[Collected data]
Content starts

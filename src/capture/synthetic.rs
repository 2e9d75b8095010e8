//! Synthetic frame source running at a fixed nominal rate

use std::time::{Duration, Instant};

use bytes::Bytes;
use tokio::time::{interval, Interval, MissedTickBehavior};
use tracing::{info, instrument};

use crate::capture::frame::{Frame, Image};
use crate::error::{PipelineError, Result};
use crate::SensorConfig;

/// Produces moving grey-level test images at the configured frame rate.
///
/// Stands in for camera hardware: the pipeline only ever sees the payload
/// and the capture timestamp.
pub struct SyntheticSensor {
    config: SensorConfig,
    ticker: Option<Interval>,
    started: Instant,
    frames: u64,
}

impl SyntheticSensor {
    pub fn new(config: SensorConfig) -> Result<Self> {
        if config.fps == 0 || Duration::from_secs(1) / config.fps == Duration::ZERO {
            return Err(PipelineError::InvalidConfiguration(format!(
                "sensor fps must be between 1 and 1000000000, got {}",
                config.fps
            )));
        }
        if config.width == 0 || config.height == 0 {
            return Err(PipelineError::InvalidConfiguration(format!(
                "sensor resolution {}x{} is empty",
                config.width, config.height
            )));
        }

        info!(
            "Sensor mode: {}x{} {:?} @ {} fps",
            config.width, config.height, config.format, config.fps
        );

        Ok(Self {
            config,
            ticker: None,
            started: Instant::now(),
            frames: 0,
        })
    }

    pub fn frame_interval(&self) -> Duration {
        Duration::from_secs(1) / self.config.fps
    }

    /// Start ticking at the nominal rate. Must run inside a Tokio runtime.
    pub fn start_stream(&mut self) {
        let mut ticker = interval(self.frame_interval());
        // A slow consumer makes us skip ticks, like a real sensor dropping
        // frames, instead of bursting to catch up.
        ticker.set_missed_tick_behavior(MissedTickBehavior::Skip);
        self.ticker = Some(ticker);
        self.started = Instant::now();
        info!("Sensor stream started, interval {:?}", self.frame_interval());
    }

    /// Wait for the next tick and produce a frame stamped with its capture
    /// time relative to stream start.
    #[instrument(skip(self))]
    pub async fn capture_frame(&mut self) -> Result<Frame<Image>> {
        let ticker = self
            .ticker
            .as_mut()
            .ok_or(PipelineError::InvalidState("sensor stream not started"))?;
        ticker.tick().await;

        let timestamp = self.started.elapsed();
        let image = self.render(self.frames);
        self.frames += 1;

        Ok(Frame::new(image, timestamp))
    }

    pub fn frames_captured(&self) -> u64 {
        self.frames
    }

    /// Horizontal gradient that scrolls one column per frame
    fn render(&self, index: u64) -> Image {
        let SensorConfig {
            width,
            height,
            format,
            ..
        } = self.config;
        let bpp = format.bytes_per_pixel();
        let mut data = Vec::with_capacity(width as usize * height as usize * bpp);

        for _ in 0..height {
            for x in 0..width {
                let level = ((u64::from(x) + index) % 256) as u8;
                data.extend(std::iter::repeat(level).take(bpp));
            }
        }

        Image {
            data: Bytes::from(data),
            width,
            height,
            format,
        }
    }
}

Content ends

**EXERCISE DETAILS**: Copy the lines of the data above exactly as written, beginning with the line containing "repository 2e9d75b8095010e8" and ending with the line containing "use crate::SensorConfig;", and leave out all other lines.

**THE ANSWER**:
repository 2e9d75b8095010e8
//! Synthetic frame source running at a fixed nominal rate

use std::time::{Duration, Instant};

use bytes::Bytes;
use tokio::time::{interval, Interval, MissedTickBehavior};
use tracing::{info, instrument};

use crate::capture::frame::{Frame, Image};
use crate::error::{PipelineError, Result};
use crate::SensorConfig;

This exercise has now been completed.